In some cancers CSCs are quiescent for long period of time, making them ineffective to the treatment. Therefore, even decades after the primary cancer has been fully treated, the reactivation of the inactive CSCs may lead to tumor recurrence.

=== Neosis ===
Hypoxia, chemotherapeutic agents, and radiation can generate Polyploid Giant Cancer Cells (PGCC). Some PGCCs have the ability to undergo neosis, which is characterized by nuclear budding karyokinesis, asymmetric intracellular cytokinesis and the generation of Raju cells, which are tiny mononuclear cells having stem cell like characteristics. These cells play a role in cancer recurrence and therapy resistance.

=== Phoenix rising ===
Phoenix rising is a process by which dead cells send signals that promote growth and division, generating new cells. After a tissue injury, stem cells present in and around the injured tissue play a crucial role in replenishing the damaged ones. It is theorized that molecules released from wounded cells trigger stem cells' migration to that site, followed by differentiation and proliferation. Through the process of apoptosis, the dying tumor cells provide growth signals and repair radiation-damaged tumors. PGE2 is released by apoptotic cells in a caspase-dependent manner, which aids cancer stem cells and cancer progenitor cells in expanding and multiplying.

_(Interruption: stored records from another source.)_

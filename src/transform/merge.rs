//! Merge: concatenate the pages of every input, in handle order.

use super::{artifact, NodeInput, TransformOutput};
use crate::document::PdfDocument;
use crate::error::{BoardError, NodeError};
use crate::graph::ports::merge_index;
use tracing::info;

pub(crate) fn merge(inputs: &[NodeInput]) -> Result<TransformOutput, NodeError> {
    let mut ordered: Vec<&NodeInput> = inputs.iter().collect();
    ordered.sort_by_key(|i| i.handle.as_deref().and_then(merge_index).unwrap_or(usize::MAX));

    // A list-valued producer contributes all of its files before the next handle.
    let docs: Vec<&[u8]> = ordered
        .iter()
        .flat_map(|i| i.files.iter().map(|f| &f.data[..]))
        .collect();
    if docs.len() < 2 {
        return Err(NodeError::InsufficientInputs {
            needed: 2,
            got: docs.len(),
        });
    }
    let merged = merge_pdfs(&docs)?;
    info!("Merged {} documents", docs.len());
    Ok(TransformOutput::single(artifact("merged", "merged.pdf", merged)))
}

/// A new document holding every page of `docs`, in order.
pub(crate) fn merge_pdfs(docs: &[&[u8]]) -> Result<Vec<u8>, BoardError> {
    let mut out = PdfDocument::new();
    for bytes in docs {
        let src = PdfDocument::load(bytes)?;
        let all: Vec<usize> = (0..src.page_count()).collect();
        for page in out.copy_pages(&src, &all)? {
            out.add_page(page)?;
        }
    }
    out.save()
}

#[cfg(test)]
mod tests {
    use super::*;
    use crate::codec::extract_text;
    use crate::document::testutil::sample_pdf;
    use crate::transform::testutil::*;

    #[test]
    fn merges_in_handle_order() {
        let a = file("a.pdf", sample_pdf(1));
        let b = file("b.pdf", sample_pdf(2));
        let out = merge(&[
            on_handle("input-1", "b", vec![b]),
            on_handle("input-0", "a", vec![a]),
        ])
        .unwrap();
        assert_eq!(out.files[0].name, "merged.pdf");
        let doc = PdfDocument::load(&out.files[0].data).unwrap();
        assert_eq!(doc.page_count(), 3);
        let text = extract_text(&out.files[0].data).unwrap();
        assert!(text.starts_with("--- Page 1 ---\nPage 1\n"), "got: {text}");
        assert!(text.contains("--- Page 3 ---\nPage 2\n"), "got: {text}");
    }

    #[test]
    fn list_inputs_are_flattened() {
        let parts = vec![file("p1.pdf", sample_pdf(1)), file("p2.pdf", sample_pdf(1))];
        let out = merge(&[on_handle("input-0", "split", parts)]).unwrap();
        assert_eq!(PdfDocument::load(&out.files[0].data).unwrap().page_count(), 2);
    }

    #[test]
    fn one_file_is_not_enough() {
        let a = file("a.pdf", sample_pdf(1));
        assert_eq!(
            merge(&[on_handle("input-0", "a", vec![a])]).unwrap_err(),
            NodeError::InsufficientInputs { needed: 2, got: 1 }
        );
    }

    #[test]
    fn garbage_input_is_format_error() {
        let a = file("a.pdf", sample_pdf(1));
        let b = file("b.pdf", b"nope".to_vec());
        assert!(matches!(
            merge(&[on_handle("input-0", "a", vec![a]), on_handle("input-1", "b", vec![b])]),
            Err(NodeError::Format(_))
        ));
    }
}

===Cell stress and dormancy===
Cancer recurrence (relapse) is ascribed to malignant cells that evade therapy: small numbers of cancer cells may remain undetected, and dormant, pausing their proliferation for long time. This can occur also by mechanisms different from cell cycle quiescence. In fact, the effects of therapy that kills most cancer cells, may cause a few of them to pause proliferation instead of dying. While the precise mechanism of growth arrest is not entirely clear and may not be uniform across cancer cases, malignant cells that survive chemotherapy make several metabolic adaptations and possess altered configuration of key positions of their chromatin, the material that packages their DNA. This has as result that certain conditions can trigger expression of genes that reignite cancer cell growth, causing proliferation, and additionally these conditions may trigger aberrant expression of genes that cause changes in the host tissue, which also permit cancer growth.

== Diagnosis ==
Early diagnosis of recurrence is important and can improve the prognosis and survival of patients with cancer. Depending on the primary cancer type, several laboratory and imaging tests, as well as numerous invasive procedures, are used for the diagnosis of recurring cancers. Malignant tumors develop and secrete biologic chemicals known as tumor markers that are detectable in the bloodstream. These markers might ideally be used to screen for cancer, diagnose it, and track how effectively it responds to treatment.

== Treatment ==
The inherent limits of current cancer therapy approaches usually result in treatment failure. Chemotherapy and radiation therapy resistance is a common factor in the failure of treatment for many cancers. Additionally, because most treatments cannot completely eradicate CSCs, many methods that are not adequately selective against CSCs might be harmful to healthy tissues, and patients frequently run the risk of recurrence and metastasis.

Recent years have seen the development of numerous treatments with the goal of eliminating CSC. Targeting CSC surface markers, the ABC cascade, the microenvironment, or signal cascades could all help kill CSCs. There are numerous drugs targeting these markers or pathways, which are being tested in clinical trials. The treatment varies from cancer to cancer and patient to patient.